Permission to appeal was granted by the President on 27 April 2007, limited to the issues of
legal fees and the associated secretarial expenses and the LVT’s order under section 20(C).
2.      The appeal, which was by way of rehearing, was conducted under the Tribunal’s
simplified procedure. Mr Fernandez appeared in person. The respondent, Shanterton Second
Management Company Limited, was represented by Mr D R Strangeways-Booth FCIS, of C K
Corporate Services Limited, a company which provides the respondent with company
secretarial and accounting services.
3.      The relevant sums determined by the LVT were as follows:
£
1999 Legal fees                                           705.18
Company secretary                               86.16
2001  Legal fees                                          318.00
EGM including secretarial fee              247.00
2002  Legal fees                                          359.00
2003  Legal fees                                          530.00
Facts
4.      In the light of the documents presented to me and the evidence I find the following facts.

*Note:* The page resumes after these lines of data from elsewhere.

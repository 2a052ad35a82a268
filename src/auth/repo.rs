use std::{collections::HashMap, sync::Arc};

use async_trait::async_trait;
use sqlx::{FromRow, PgPool};
use time::OffsetDateTime;
use tokio::sync::RwLock;
use uuid::Uuid;

use crate::auth::repo_types::{NewUser, Role, User};
use crate::db::{is_unique_violation, StoreError};

/// Durable credential store, addressed by phone number.
#[async_trait]
pub trait UserStore: Send + Sync {
    async fn find_by_id(&self, id: Uuid) -> Result<Option<User>, StoreError>;
    async fn find_by_phone(&self, phone: &str) -> Result<Option<User>, StoreError>;
    async fn find_by_phone_and_national_id(
        &self,
        phone: &str,
        national_id: &str,
    ) -> Result<Option<User>, StoreError>;
    /// Fails with [`StoreError::Duplicate`] when the phone is already taken.
    async fn create(&self, user: NewUser) -> Result<User, StoreError>;
    /// Returns `false` if no user has that id.
    async fn update_password_hash(&self, id: Uuid, password_hash: &str)
        -> Result<bool, StoreError>;
    async fn list(&self) -> Result<Vec<User>, StoreError>;
}

#[derive(Debug, FromRow)]
struct UserRow {
    id: Uuid,
    name: String,
    phone: String,
    password_hash: String,
    role: String,
    national_id: Option<String>,
    created_at: OffsetDateTime,
}

impl TryFrom<UserRow> for User {
    type Error = StoreError;

    fn try_from(r: UserRow) -> Result<Self, Self::Error> {
        let role = r.role.parse::<Role>().map_err(StoreError::Corrupt)?;
        Ok(User {
            id: r.id,
            name: r.name,
            phone: r.phone,
            password_hash: r.password_hash,
            role,
            national_id: r.national_id,
            created_at: r.created_at,
        })
    }
}

const USER_COLUMNS: &str = "id, name, phone, password_hash, role, national_id, created_at";

#[derive(Clone)]
pub struct PgUserStore {
    db: PgPool,
}

impl PgUserStore {
    pub fn new(db: PgPool) -> Self {
        Self { db }
    }

    async fn fetch_one_where(
        &self,
        clause: &str,
        binds: &[&str],
    ) -> Result<Option<User>, StoreError> {
        let sql = format!("SELECT {USER_COLUMNS} FROM users WHERE {clause}");
        let mut query = sqlx::query_as::<_, UserRow>(&sql);
        for b in binds {
            query = query.bind(*b);
        }
        query
            .fetch_optional(&self.db)
            .await?
            .map(User::try_from)
            .transpose()
    }
}

#[async_trait]
impl UserStore for PgUserStore {
    async fn find_by_id(&self, id: Uuid) -> Result<Option<User>, StoreError> {
        sqlx::query_as::<_, UserRow>(&format!(
            "SELECT {USER_COLUMNS} FROM users WHERE id = $1"
        ))
        .bind(id)
        .fetch_optional(&self.db)
        .await?
        .map(User::try_from)
        .transpose()
    }

    async fn find_by_phone(&self, phone: &str) -> Result<Option<User>, StoreError> {
        self.fetch_one_where("phone = $1", &[phone]).await
    }

    async fn find_by_phone_and_national_id(
        &self,
        phone: &str,
        national_id: &str,
    ) -> Result<Option<User>, StoreError> {
        self.fetch_one_where("phone = $1 AND national_id = $2", &[phone, national_id])
            .await
    }

    async fn create(&self, user: NewUser) -> Result<User, StoreError> {
        let row = sqlx::query_as::<_, UserRow>(&format!(
            r#"
            INSERT INTO users (id, name, phone, password_hash, role, national_id)
            VALUES ($1, $2, $3, $4, $5, $6)
            RETURNING {USER_COLUMNS}
            "#
        ))
        .bind(Uuid::new_v4())
        .bind(&user.name)
        .bind(&user.phone)
        .bind(&user.password_hash)
        .bind(user.role.as_str())
        .bind(&user.national_id)
        .fetch_one(&self.db)
        .await
        .map_err(|e| {
            if is_unique_violation(&e) {
                StoreError::Duplicate
            } else {
                StoreError::Backend(e)
            }
        })?;
        User::try_from(row)
    }

    async fn update_password_hash(
        &self,
        id: Uuid,
        password_hash: &str,
    ) -> Result<bool, StoreError> {
        let result = sqlx::query("UPDATE users SET password_hash = $1 WHERE id = $2")
            .bind(password_hash)
            .bind(id)
            .execute(&self.db)
            .await?;
        Ok(result.rows_affected() > 0)
    }

    async fn list(&self) -> Result<Vec<User>, StoreError> {
        sqlx::query_as::<_, UserRow>(&format!(
            "SELECT {USER_COLUMNS} FROM users ORDER BY created_at DESC, id DESC"
        ))
        .fetch_all(&self.db)
        .await?
        .into_iter()
        .map(User::try_from)
        .collect()
    }
}

/// Process-local store used when no database is configured, and by tests.
#[derive(Clone, Default)]
pub struct MemoryUserStore {
    users: Arc<RwLock<HashMap<Uuid, User>>>,
}

impl MemoryUserStore {
    pub fn new() -> Self {
        Self::default()
    }
}

#[async_trait]
impl UserStore for MemoryUserStore {
    async fn find_by_id(&self, id: Uuid) -> Result<Option<User>, StoreError> {
        Ok(self.users.read().await.get(&id).cloned())
    }

    async fn find_by_phone(&self, phone: &str) -> Result<Option<User>, StoreError> {
        let users = self.users.read().await;
        Ok(users.values().find(|u| u.phone == phone).cloned())
    }

    async fn find_by_phone_and_national_id(
        &self,
        phone: &str,
        national_id: &str,
    ) -> Result<Option<User>, StoreError> {
        let users = self.users.read().await;
        Ok(users
            .values()
            .find(|u| u.phone == phone && u.national_id.as_deref() == Some(national_id))
            .cloned())
    }

    async fn create(&self, user: NewUser) -> Result<User, StoreError> {
        let mut users = self.users.write().await;
        if users.values().any(|u| u.phone == user.phone) {
            return Err(StoreError::Duplicate);
        }
        let record = User {
            id: Uuid::new_v4(),
            name: user.name,
            phone: user.phone,
            password_hash: user.password_hash,
            role: user.role,
            national_id: user.national_id,
            created_at: OffsetDateTime::now_utc(),
        };
        users.insert(record.id, record.clone());
        Ok(record)
    }

    async fn update_password_hash(
        &self,
        id: Uuid,
        password_hash: &str,
    ) -> Result<bool, StoreError> {
        let mut users = self.users.write().await;
        match users.get_mut(&id) {
            Some(u) => {
                u.password_hash = password_hash.to_string();
                Ok(true)
            }
            None => Ok(false),
        }
    }

    async fn list(&self) -> Result<Vec<User>, StoreError> {
        let mut all: Vec<User> = self.users.read().await.values().cloned().collect();
        all.sort_by(|a, b| {
            b.created_at
                .cmp(&a.created_at)
                .then_with(|| b.id.cmp(&a.id))
        });
        Ok(all)
    }
}

#[cfg(test)]
mod tests {
    use super::*;

    fn new_user(phone: &str, national_id: Option<&str>) -> NewUser {
        NewUser {
            name: "Asha".into(),
            phone: phone.into(),
            password_hash: "hash".into(),
            role: Role::User,
            national_id: national_id.map(Into::into),
        }
    }

    #[tokio::test]
    async fn memory_store_rejects_duplicate_phone() {
        let store = MemoryUserStore::new();
        store.create(new_user("9999999999", Some("A"))).await.unwrap();
        let err = store
            .create(new_user("9999999999", Some("B")))
            .await
            .unwrap_err();
        assert!(matches!(err, StoreError::Duplicate));
    }

    #[tokio::test]
    async fn memory_store_lookups() {
        let store = MemoryUserStore::new();
        let created = store.create(new_user("9999999999", Some("A"))).await.unwrap();

        assert_eq!(store.find_by_id(created.id).await.unwrap().unwrap().phone, "9999999999");
        assert!(store.find_by_phone("9999999999").await.unwrap().is_some());
        assert!(store
            .find_by_phone_and_national_id("9999999999", "A")
            .await
            .unwrap()
            .is_some());
        assert!(store
            .find_by_phone_and_national_id("9999999999", "B")
            .await
            .unwrap()
            .is_none());
    }

    #[tokio::test]
    async fn memory_store_updates_password_hash() {
        let store = MemoryUserStore::new();
        let created = store.create(new_user("1", None)).await.unwrap();
        assert!(store.update_password_hash(created.id, "new").await.unwrap());
        assert_eq!(store.find_by_id(created.id).await.unwrap().unwrap().password_hash, "new");
        assert!(!store.update_password_hash(Uuid::new_v4(), "x").await.unwrap());
    }

    #[test]
    fn row_with_unknown_role_is_corrupt() {
        let row = UserRow {
            id: Uuid::new_v4(),
            name: "x".into(),
            phone: "1".into(),
            password_hash: "h".into(),
            role: "ROOT".into(),
            national_id: None,
            created_at: OffsetDateTime::now_utc(),
        };
        assert!(matches!(User::try_from(row), Err(StoreError::Corrupt(_))));
    }
}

123 Gloucester Terrace is a house which has been divided into six self-contained flats. In
March 1990 Mr Fernandez purchased an underlease in flat 123A on the lower ground floor.
The underlease provided for a ground rent of £100 per annum payable in advance on the usual
quarter days and a further rent equal to the tenant’s proportion of the service charge. The Third
Schedule to the lease contained the tenants’ covenants, including the following:
“2. To pay to the Management Company a sum equivalent to £22 per centum of the
cost incurred by the Management Company in carrying out its obligations set out in
the Fifth Schedule hereto (herein called ‘the Service Charge’) and on account of such
liability to pay quarterly sums of £44 on the days hereinbefore appointed for payment
of the rent as hereinbefore reserved.
3. Within 21 days after service on the Tenant of a notice in writing stating the sum
due from him certified in accordance with the provisions of Clause 8 of the Fifth
Schedule hereto to pay such sum to the Management Company credit being given for
the amounts paid by the Tenant under the last Clause hereof.”
2

5.      Clauses 7 and 8 of the Fifth Schedule provided that the total amount of the service charge
was to be certified by a professional accountant who was to “prepare and keep all necessary
and proper books of account and to take an annual account thereof”.

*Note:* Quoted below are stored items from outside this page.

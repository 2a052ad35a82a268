use std::sync::Arc;

use lazy_static::lazy_static;
use regex::Regex;
use tracing::{info, warn};
use uuid::Uuid;

use crate::{
    error::AppError,
    leads::{
        dto::{ContactRequest, LeadPage, LeadQuery},
        repo::LeadStore,
        repo_types::{Lead, LeadFilter, LeadStatus, NewLead},
    },
};

const DEFAULT_COUNTRY_CODE: &str = "+91";
const MAX_PAGE_SIZE: i64 = 100;

pub(crate) fn is_valid_email(email: &str) -> bool {
    lazy_static! {
        static ref EMAIL_RE: Regex = Regex::new(r"^[^@\s]+@[^@\s]+\.[^@\s]+$").unwrap();
    }
    EMAIL_RE.is_match(email)
}

/// Country codes with a known national number length, longest prefix first.
const TEN_DIGIT_CODES: [(&str, &str); 3] = [
    ("+91", "Indian number must be 10 digits"),
    ("+44", "UK number must be 10 digits"),
    ("+1", "US number must be 10 digits"),
];

/// Splits a submitted phone into (country code, national number).
///
/// A `+`-prefixed phone carries its own code and `country_code` is ignored.
/// An unrecognised `+` prefix is kept whole as `("+", digits)`, so joining
/// the two parts always gives back what the client sent.
fn split_phone<'a>(phone: &'a str, country_code: &'a str) -> (&'a str, &'a str) {
    match phone.strip_prefix('+') {
        Some(rest) => TEN_DIGIT_CODES
            .iter()
            .find(|(code, _)| phone.starts_with(code))
            .map(|(code, _)| (*code, &phone[code.len()..]))
            .unwrap_or(("+", rest)),
        None => (country_code, phone),
    }
}

/// Collects every problem with a contact form, in field order.
fn validate_contact(req: &ContactRequest, country_code: &str, national: &str) -> Vec<&'static str> {
    let mut errors = Vec::new();
    if req.name.trim().is_empty() {
        errors.push("Name is required");
    }
    if !is_valid_email(req.email.trim()) {
        errors.push("Valid email is required");
    }

    if national.is_empty() {
        errors.push("Phone number is required");
    } else if !national.chars().all(|c| c.is_ascii_digit()) {
        errors.push("Phone number must contain digits only");
    } else if let Some((_, msg)) = TEN_DIGIT_CODES.iter().find(|(code, _)| *code == country_code) {
        if national.len() != 10 {
            errors.push(*msg);
        }
    }

    if req.message.trim().is_empty() {
        errors.push("Message is required");
    }
    errors
}

#[derive(Clone)]
pub struct LeadService {
    store: Arc<dyn LeadStore>,
}

impl LeadService {
    pub fn new(store: Arc<dyn LeadStore>) -> Self {
        Self { store }
    }

    pub async fn submit(&self, req: ContactRequest) -> Result<Lead, AppError> {
        let country_code = req
            .country_code
            .as_deref()
            .map(str::trim)
            .filter(|c| !c.is_empty())
            .unwrap_or(DEFAULT_COUNTRY_CODE);
        let (code, national) = split_phone(req.phone.trim(), country_code);

        let errors = validate_contact(&req, code, national);
        if !errors.is_empty() {
            warn!(count = errors.len(), "contact form rejected");
            return Err(AppError::Validation(errors.join("; ")));
        }

        let lead = self
            .store
            .insert(NewLead {
                name: req.name.trim().to_string(),
                email: req.email.trim().to_string(),
                phone: format!("{code}{national}"),
                message: req.message.trim().to_string(),
            })
            .await?;
        info!(lead_id = %lead.id, "lead captured");
        Ok(lead)
    }

    pub async fn list(&self, query: LeadQuery) -> Result<LeadPage, AppError> {
        let filter = LeadFilter {
            search: query
                .search
                .map(|s| s.trim().to_string())
                .filter(|s| !s.is_empty()),
            limit: query.limit.clamp(1, MAX_PAGE_SIZE),
            offset: query.offset.max(0),
        };
        let (leads, total) = self.store.list(&filter).await?;
        Ok(LeadPage { total, leads })
    }

    pub async fn update_status(&self, id: Uuid, status: LeadStatus) -> Result<Lead, AppError> {
        let lead = self
            .store
            .update_status(id, status)
            .await?
            .ok_or_else(|| AppError::NotFound("Lead not found".into()))?;
        info!(lead_id = %id, status = %status, "lead status updated");
        Ok(lead)
    }

    pub async fn delete(&self, id: Uuid) -> Result<(), AppError> {
        if !self.store.delete(id).await? {
            return Err(AppError::NotFound("Lead not found".into()));
        }
        info!(lead_id = %id, "lead deleted");
        Ok(())
    }
}

#[cfg(test)]
mod tests {
    use super::*;
    use crate::leads::repo::MemoryLeadStore;

    fn service() -> LeadService {
        LeadService::new(Arc::new(MemoryLeadStore::new()))
    }

    fn contact(name: &str, email: &str, phone: &str) -> ContactRequest {
        ContactRequest {
            name: name.into(),
            email: email.into(),
            country_code: None,
            phone: phone.into(),
            message: "Need help with the Jan Arogya Card".into(),
        }
    }

    fn query(search: Option<&str>, limit: i64, offset: i64) -> LeadQuery {
        LeadQuery {
            search: search.map(Into::into),
            limit,
            offset,
        }
    }

    #[test]
    fn test_is_valid_email() {
        assert!(is_valid_email("asha@example.com"));
        assert!(!is_valid_email("asha@example"));
        assert!(!is_valid_email("asha example.com"));
        assert!(!is_valid_email(""));
    }

    #[tokio::test]
    async fn submit_defaults_to_indian_code_and_pending() {
        let svc = service();
        let lead = svc
            .submit(contact("Asha", "asha@example.com", "9999999999"))
            .await
            .expect("submit");
        assert_eq!(lead.phone, "+919999999999");
        assert_eq!(lead.status, LeadStatus::Pending);
    }

    #[tokio::test]
    async fn submit_reports_every_invalid_field() {
        let svc = service();
        let err = svc
            .submit(ContactRequest {
                message: " ".into(),
                ..contact("", "not-an-email", "12345")
            })
            .await
            .unwrap_err();
        let AppError::Validation(msg) = &err else {
            panic!("expected validation error, got {err:?}");
        };
        assert!(msg.contains("Name is required"));
        assert!(msg.contains("Valid email is required"));
        assert!(msg.contains("Indian number must be 10 digits"));
        assert!(msg.contains("Message is required"));
    }

    #[tokio::test]
    async fn submit_applies_length_rule_only_to_known_codes() {
        let svc = service();
        let err = svc
            .submit(ContactRequest {
                country_code: Some("+44".into()),
                ..contact("Asha", "asha@example.com", "12345")
            })
            .await
            .unwrap_err();
        assert!(matches!(err, AppError::Validation(ref m) if m == "UK number must be 10 digits"));

        let lead = svc
            .submit(ContactRequest {
                country_code: Some("+971".into()),
                ..contact("Asha", "asha@example.com", "501234567")
            })
            .await
            .expect("other codes accept any digit count");
        assert_eq!(lead.phone, "+971501234567");
    }

    #[tokio::test]
    async fn submit_rejects_non_digit_phone() {
        let err = service()
            .submit(contact("Asha", "asha@example.com", "99999-9999"))
            .await
            .unwrap_err();
        assert!(matches!(err, AppError::Validation(_)));
    }

    #[test]
    fn split_phone_reads_code_from_plus_prefix() {
        assert_eq!(split_phone("+919999999999", "+1"), ("+91", "9999999999"));
        assert_eq!(split_phone("+14155551234", "+91"), ("+1", "4155551234"));
        assert_eq!(split_phone("+971501234567", "+91"), ("+", "971501234567"));
        assert_eq!(split_phone("9999999999", "+44"), ("+44", "9999999999"));
    }

    #[tokio::test]
    async fn submit_accepts_full_international_phone() {
        let svc = service();
        let lead = svc
            .submit(contact("Asha", "asha@example.com", "+919999999999"))
            .await
            .expect("prefixed indian number");
        assert_eq!(lead.phone, "+919999999999");

        let lead = svc
            .submit(ContactRequest {
                country_code: Some("+44".into()),
                ..contact("Asha", "asha@example.com", "+14155551234")
            })
            .await
            .expect("prefix wins over countryCode");
        assert_eq!(lead.phone, "+14155551234");

        let err = svc
            .submit(contact("Asha", "asha@example.com", "+9199999"))
            .await
            .unwrap_err();
        assert!(matches!(err, AppError::Validation(ref m) if m == "Indian number must be 10 digits"));
    }

    #[tokio::test]
    async fn list_filters_and_paginates() {
        let svc = service();
        svc.submit(contact("Asha", "asha@example.com", "9999999999")).await.unwrap();
        svc.submit(contact("Ravi", "ravi@example.com", "8888888888")).await.unwrap();
        svc.submit(contact("Meena", "meena@clinic.in", "7777777777")).await.unwrap();

        let page = svc.list(query(None, 2, 0)).await.unwrap();
        assert_eq!(page.total, 3);
        assert_eq!(page.leads.len(), 2);

        let page = svc.list(query(None, 2, 2)).await.unwrap();
        assert_eq!(page.leads.len(), 1);

        let page = svc.list(query(Some("EXAMPLE.com"), 20, 0)).await.unwrap();
        assert_eq!(page.total, 2);

        let page = svc.list(query(Some("77777"), 20, 0)).await.unwrap();
        assert_eq!(page.total, 1);
        assert_eq!(page.leads[0].name, "Meena");

        // Out-of-range paging is clamped instead of rejected.
        let page = svc.list(query(Some("  "), 0, -5)).await.unwrap();
        assert_eq!(page.total, 3);
        assert_eq!(page.leads.len(), 1);
    }

    #[tokio::test]
    async fn update_status_and_delete() {
        let svc = service();
        let lead = svc
            .submit(contact("Asha", "asha@example.com", "9999999999"))
            .await
            .unwrap();

        let updated = svc.update_status(lead.id, LeadStatus::Approved).await.unwrap();
        assert_eq!(updated.status, LeadStatus::Approved);

        svc.delete(lead.id).await.expect("delete");
        assert!(matches!(svc.delete(lead.id).await, Err(AppError::NotFound(_))));
        assert!(matches!(
            svc.update_status(lead.id, LeadStatus::Rejected).await,
            Err(AppError::NotFound(_))
        ));
    }
}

6.      In about 1970 it became clear that it was not practicable for payments for services to be
paid in full only after the necessary work had been done and the accounts certified. All the
underlessees in the building therefore agreed that their service charges would in future be paid
by monthly standing order, at a rate agreed each year in the light of anticipated expenditure,
and including a sinking fund contribution. This agreement is still being implemented by the
underlessees of the other five flats. It was an informal agreement and no deeds, formalising the
de facto variations of the underlease terms, were entered into.
7.      On 12 July 1990 Mr Strangeways-Booth wrote to Mr Fernandez. He drew his attention
to “the fact that a monthly service charge of £113.43” was due to the respondent in respect of
flat 123A and asked him to arrange for his bank to pay this amount by standing order. Mr
Fernandez agreed to do so, and the monthly payments were subsequently increased from time
to time.
8.      Following a series of disagreements between Mr Fernandez and the other underlessees,
Mr Fernandez studied the terms of his underlease in detail for the first time and realised that his
monthly service charge payments were at variance with the provisions of the underlease. He
stopped his monthly standing order and the respondent subsequently instructed solicitors to
demand that the monthly payments continue. Mr Fernandez wrote to Mr Strangeways-Booth
on 1 October 1999. He said:
“I have drawn your attention to my contracting quarterly service charge payments and
have not received reply from you concerning my objections to your demanding they
be paid monthly. It is noted you engaged a solicitor to enforce your demands. I have
paid my account as a gesture of goodwill but I am still awaiting your explanation.”
9.      On 3 April 2000 the respondent’s solicitors, Lee and Pembertons, in a letter to
Mr Fernandez, said:
“We understand that, in breach of the terms of your lease and despite the payment of
£499.08 received on 26 August 1999, arrears of service charge amount to £978.16
(due for the period 1 July 1999 to 1 April 2000)”.
10.    In February 2001 a statutory demand, made on behalf of the respondent, was served on
Mr Fernandez in the sum of £1,351.09. This related to the balance of service charges payable
for the years ending 30 June 1999, 30 June 2000 and for the period July 2000 to January 2001.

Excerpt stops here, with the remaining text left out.